Okay, so this is a little bit sparser I don’t know if there’s any new insight here, other than the middle of the vowel space really opens up quite a bit.
Plotting trajectories
Since we have trajectory data, let’s plot some of those. I’ll have to reshape the data so that all the formant data shows up into a single column. I’ll use pivot_longer to do that, which you can read more about how it’s helpful for such vowel data here. If we just look at the high front data, we can see what that looks like.
Nothing too surprising here. We’ve got a lot of lines that are relatively stable. Towards the ends, most formants shift a little bit. Not sure why. A few others have some movement in other places. But, you’ve got to appreciate Dowse’s ability to hold a monophthong.
We can view this in a traditional F1-F2 plot. Here I’ve filtered out the edges because they had a lot of really wonky measurements, so this shows between 20% into the duration of the vowel and 70% into the duration of the vowel.
trajs %>%left_join(vowels_meta, by ="vowel") %>%filter(time_cut %in%c(2:7)) %>%ggplot(aes(f2, f1, color = height)) +geom_line(aes(group = vowel), arrow = joeyr::joey_arrow()) +scale_x_reverse() +scale_y_reverse() + ggthemes::scale_color_ptol() +labs(title ="Trajectories from jbdowse.com/ipa/",x ="F2", y ="F1") +theme_minimal()

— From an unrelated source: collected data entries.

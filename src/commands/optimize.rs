//! # Optimize Command Implementation
//!
//! Runs `git gc` in every cached working tree and removes staging leftovers
//! from interrupted runs. Working trees are never removed or moved, so this
//! can run while other `nix-path` processes use the cache.

use anyhow::Result;

use nix_path::cache::CacheLayout;
use nix_path::repository::RevisionCache;

/// Execute the `optimize` command.
pub fn execute(layout: &CacheLayout) -> Result<()> {
    let cache = RevisionCache::new(layout.clone());
    let summary = cache.optimize()?;

    println!(
        "Compacted {} working tree(s), {} failed; removed {} stale staging entr{}",
        summary.compacted,
        summary.failed,
        summary.swept,
        if summary.swept == 1 { "y" } else { "ies" }
    );
    Ok(())
}
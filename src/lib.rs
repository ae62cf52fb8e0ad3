//! # nix-path
//!
//! This library builds `NIX_PATH` values from several sources and pins every
//! git-backed entry to an immutable, commit-keyed working tree. It is used by
//! the `nix-path` command-line tool but can be embedded in other tools that
//! need reproducible Nix search paths.
//!
//! ## Quick Example
//!
//! ```
//! use std::path::Path;
//! use nix_path::cache::CacheLayout;
//! use nix_path::entry::{parse_search_path, render};
//! use nix_path::merge::{merge, promote};
//!
//! let env = parse_search_path("nixpkgs=/old:/roots", Path::new("/work")).unwrap();
//! let extra = parse_search_path("channels.nixpkgs=/new", Path::new("/work")).unwrap();
//!
//! let merged = merge(env, extra);
//! let promoted = promote(merged, &["channels".to_string()]).unwrap();
//!
//! let layout = CacheLayout::new("/tmp/nix-path-cache");
//! assert_eq!(
//!     render(&promoted, &layout).unwrap(),
//!     "nixpkgs=/new:channels.nixpkgs=/new:/roots"
//! );
//! ```
//!
//! ## Core Concepts
//!
//! - **Targets (`target`)**: what an entry points at, a local directory or a
//!   revision of a git repository (`<locator>;rev=<selector>`).
//! - **Entries (`entry`)**: keyed (`key=target`) and root (`target`) search
//!   path elements, and conversion to and from the `:`-separated string.
//! - **Path files (`pathfile`)**: a small subset of the Nix language that
//!   describes entries as an attribute set, with `import` support.
//! - **Merging (`merge`)**: later sources override earlier ones by key;
//!   promotion hoists keys out of a prefix.
//! - **Revision cache (`repository`, `cache`, `git`)**: fetches repository
//!   targets into `worktrees/<commit>` with stage-then-rename installs that
//!   are safe under concurrent processes.
//! - **Manifests (`manifest`)**: content-addressed records of the final entry
//!   list.
//!
//! ## Execution Flow
//!
//! `phases::orchestrator::execute` collects the sources, merges and promotes
//! them, resolves repository targets, writes the manifest, and renders the
//! final string.

pub mod cache;
pub mod defaults;
pub mod entry;
pub mod error;
pub mod git;
pub mod manifest;
pub mod merge;
pub mod path;
pub mod pathfile;
pub mod phases;
pub mod repository;
pub mod suggestions;
pub mod target;

#[cfg(test)]
mod merge_proptest;
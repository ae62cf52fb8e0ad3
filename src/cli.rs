//! CLI argument parsing and command dispatch

use std::path::PathBuf;

use anyhow::{Context, Result};
use clap::{Parser, Subcommand};

use nix_path::cache::CacheLayout;
use nix_path::defaults::{self, CACHE_ROOT_ENV};

use crate::commands;

/// nix-path - Build NIX_PATH from path files and pinned git revisions
#[derive(Parser, Debug)]
#[command(name = "nix-path")]
#[command(version, about, long_about = None)]
pub struct Cli {
    /// Subcommand to execute
    #[command(subcommand)]
    command: Commands,

    /// Set log level (error, warn, info, debug, trace); RUST_LOG takes precedence
    #[arg(
        long,
        global = true,
        value_name = "LEVEL",
        default_value = "warn",
        value_parser = ["error", "warn", "info", "debug", "trace"]
    )]
    log_level: String,

    /// The root directory for the revision cache and manifests.
    ///
    /// Defaults to the system cache directory (`~/.cache/nix-path` on Linux,
    /// `~/Library/Caches/nix-path` on macOS).
    #[arg(long, global = true, value_name = "DIR", env = CACHE_ROOT_ENV)]
    cache_root: Option<PathBuf>,
}

#[derive(Subcommand, Debug)]
enum Commands {
    /// Run a program with NIX_PATH set to the computed search path
    Exec(commands::exec::ExecArgs),

    /// Print the computed search path
    Print(commands::print::PrintArgs),

    /// Write the manifest for the computed search path and print its location
    Manifest(commands::manifest::ManifestArgs),

    /// Compact cached working trees and remove abandoned staging files
    Optimize,

    /// Generate shell completion scripts
    Completions(commands::completions::CompletionsArgs),
}

impl Cli {
    /// Execute the CLI command
    pub fn execute(self) -> Result<()> {
        self.init_logging();

        let cache_root = self
            .cache_root
            .clone()
            .unwrap_or_else(defaults::default_cache_root);
        // Rendered entries point into the cache and must survive a chdir.
        let cache_root = std::path::absolute(nix_path::path::expand_tilde(&cache_root))
            .with_context(|| {
                format!("Failed to resolve cache root {}", cache_root.display())
            })?;
        let layout = CacheLayout::new(cache_root);

        match self.command {
            Commands::Exec(args) => commands::exec::execute(args, &layout),
            Commands::Print(args) => commands::print::execute(args, &layout),
            Commands::Manifest(args) => commands::manifest::execute(args, &layout),
            Commands::Optimize => commands::optimize::execute(&layout),
            Commands::Completions(args) => commands::completions::execute(args),
        }
    }

    /// Logs go to stderr; stdout carries only command output.
    fn init_logging(&self) {
        let env = env_logger::Env::default().default_filter_or(self.log_level.as_str());
        let _ = env_logger::Builder::from_env(env)
            .format_timestamp(None)
            .target(env_logger::Target::Stderr)
            .try_init();
    }
}
//! On-disk cache layout
//!
//! The on-disk cache has two directories under one root:
//!
//! - `worktrees/<commit>`: one working tree per resolved commit, immutable
//!   once it appears;
//! - `tmp/`: staging area for atomic installs, and the home of manifests.
//!
//! Nothing in `worktrees/` is ever written in place. Every install is built
//! under `tmp/` and renamed into place in one step, so any process that sees
//! a commit directory sees a complete one.

use std::fs;
use std::path::{Path, PathBuf};

use crate::error::Result;
use crate::target::CommitId;

const WORKTREE_DIR: &str = "worktrees";
const STAGING_DIR: &str = "tmp";

/// Prefix of every staged, not-yet-installed artifact under `tmp/`.
pub const STAGING_PREFIX: &str = ".stage-";

/// Where the revision cache and manifests live.
///
/// Built once per run and passed explicitly to everything that touches the
/// cache.
#[derive(Debug, Clone, PartialEq, Eq)]
pub struct CacheLayout {
    worktrees: PathBuf,
    staging: PathBuf,
}

impl CacheLayout {
    /// Describe the layout under `root` without touching the filesystem.
    pub fn new(root: impl AsRef<Path>) -> Self {
        let root = root.as_ref();
        Self {
            worktrees: root.join(WORKTREE_DIR),
            staging: root.join(STAGING_DIR),
        }
    }

    /// Create both directories if they are missing.
    pub fn ensure(&self) -> Result<()> {
        fs::create_dir_all(&self.worktrees)?;
        fs::create_dir_all(&self.staging)?;
        Ok(())
    }

    pub fn worktree_dir(&self) -> &Path {
        &self.worktrees
    }

    pub fn staging_dir(&self) -> &Path {
        &self.staging
    }

    /// Canonical location of the working tree for `commit`.
    pub fn worktree_path(&self, commit: &CommitId) -> PathBuf {
        self.worktrees.join(commit.as_str())
    }
}

/// Memo key: a repository locator plus the selector as written.
#[derive(Debug, Clone, PartialEq, Eq, Hash)]
pub struct CacheKey {
    pub locator: String,
    pub selector: String,
}

impl CacheKey {
    pub fn new(locator: &str, selector: &str) -> Self {
        Self {
            locator: locator.to_string(),
            selector: selector.to_string(),
        }
    }
}
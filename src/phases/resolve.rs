//! Phase 3: Resolution
//!
//! Pins every repository target to the commit it currently names, going
//! through the revision cache. Local targets pass through untouched. The
//! first failure aborts the run.

use crate::entry::NixPathEntry;
use crate::error::Result;
use crate::repository::RevisionCache;

/// Execute Phase 3: resolve repository targets in entry order.
pub fn execute(entries: Vec<NixPathEntry>, cache: &RevisionCache) -> Result<Vec<NixPathEntry>> {
    entries
        .into_iter()
        .map(|entry| {
            if entry.target().is_repository() {
                let target = cache.resolve_target(entry.target())?;
                Ok(entry.with_target(target))
            } else {
                Ok(entry)
            }
        })
        .collect()
}
//! Static drawables: repeating tiles and solid structures.

use bevy::math::Vec2;

use super::data::{DataRegistry, StructureElement, StructurePlacement, TilePlacement};
use super::error::DataLoadError;
use crate::core::RectF;
use crate::rendering::Canvas;

/// A sheet rectangle repeated across a box.
#[derive(Debug, Clone)]
pub struct Tile {
    position: Vec2,
    size: Vec2,
    sheet: String,
    source: RectF,
}

impl Tile {
    pub fn new(position: Vec2, size: Vec2, sheet: impl Into<String>, source: RectF) -> Self {
        Self {
            position,
            size,
            sheet: sheet.into(),
            source,
        }
    }

    pub fn load(placement: &TilePlacement, registry: &DataRegistry) -> Result<Self, DataLoadError> {
        let def = registry.tile(&placement.tile)?;
        registry.sheet(&def.sheet)?;
        Ok(Self::new(placement.position, placement.size, def.sheet.clone(), def.source))
    }

    pub fn position(&self) -> Vec2 {
        self.position
    }

    pub fn size(&self) -> Vec2 {
        self.size
    }

    /// Blit the source rectangle in a grid that covers the whole box,
    /// overhanging the right and bottom edges.
    pub fn draw(&self, canvas: &mut dyn Canvas) {
        if self.source.width <= 0.0 || self.source.height <= 0.0 {
            return;
        }
        let columns = (self.size.x / self.source.width).floor() as u32 + 1;
        let rows = (self.size.y / self.source.height).floor() as u32 + 1;
        for i in 0..columns {
            for j in 0..rows {
                let step = Vec2::new(i as f32 * self.source.width, j as f32 * self.source.height);
                canvas.blit(&self.sheet, self.source, self.position + step);
            }
        }
    }
}

/// Sheet pieces drawn relative to a position, plus collision boxes.
#[derive(Debug, Clone)]
pub struct Structure {
    id: String,
    position: Vec2,
    elements: Vec<StructureElement>,
    bounds: Vec<RectF>,
}

impl Structure {
    /// Build a structure at `position`; `bounds` are relative to it.
    pub fn new(
        id: impl Into<String>,
        position: Vec2,
        elements: Vec<StructureElement>,
        bounds: &[RectF],
    ) -> Self {
        Self {
            id: id.into(),
            position,
            elements,
            bounds: bounds.iter().map(|b| b.offset_by(position)).collect(),
        }
    }

    pub fn load(
        placement: &StructurePlacement,
        registry: &DataRegistry,
    ) -> Result<Self, DataLoadError> {
        let def = registry.structure(&placement.structure)?;
        for element in &def.elements {
            registry.sheet(&element.sheet)?;
        }
        Ok(Self::new(
            placement.structure.clone(),
            placement.position,
            def.elements.clone(),
            &def.bounds,
        ))
    }

    pub fn id(&self) -> &str {
        &self.id
    }

    pub fn position(&self) -> Vec2 {
        self.position
    }

    /// Collision boxes in area coordinates.
    pub fn collision_boxes(&self) -> &[RectF] {
        &self.bounds
    }

    pub fn translate(&mut self, delta: Vec2) {
        self.position += delta;
        for bounds in &mut self.bounds {
            bounds.offset(delta.x, delta.y);
        }
    }

    pub fn draw(&self, canvas: &mut dyn Canvas) {
        for element in &self.elements {
            canvas.blit(&element.sheet, element.source, self.position + element.position);
        }
    }
}

/// Any static element of an area, in paint order.
#[derive(Debug, Clone)]
pub enum Scenery {
    Tile(Tile),
    Structure(Structure),
}

impl Scenery {
    pub fn collision_boxes(&self) -> &[RectF] {
        match self {
            Scenery::Tile(_) => &[],
            Scenery::Structure(structure) => structure.collision_boxes(),
        }
    }

    pub fn draw(&self, canvas: &mut dyn Canvas) {
        match self {
            Scenery::Tile(tile) => tile.draw(canvas),
            Scenery::Structure(structure) => structure.draw(canvas),
        }
    }
}
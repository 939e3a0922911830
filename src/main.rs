//! Rehood Naes - Entry Point
//!
//! Controls:
//! - WASD: Move
//! - Shift: Sprint
//! - Left mouse: Attack
//! - E: Inventory
//! - Escape: Menu / pause
//! - F1: Debug mode

use bevy::prelude::*;
use rehood_naes::core::GameConfig;

fn main() {
    let (width, height) = GameConfig::load().viewport;

    App::new()
        // Bevy default plugins
        .add_plugins(DefaultPlugins.set(WindowPlugin {
            primary_window: Some(Window {
                title: "Rehood Naes".to_string(),
                resolution: (width, height).into(),
                resizable: false,
                ..default()
            }),
            ..default()
        }))

        // Our game plugin
        .add_plugins(rehood_naes::RehoodPlugin)

        .run();
}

Overall, you can see that Dowse does a good job at holding a monophthong. The higher vowels are generally pretty monophthongal. The lower the vowel, the more back-gliding it is. Low vowels appear to be less stable in height.
Conclusion
When I found Dowse’s vowel chart, I wanted to see what the acoustics were. I think it’s pretty enlightening to see how acoustic differences perceptual distances map onto perceptual distances and vice versa.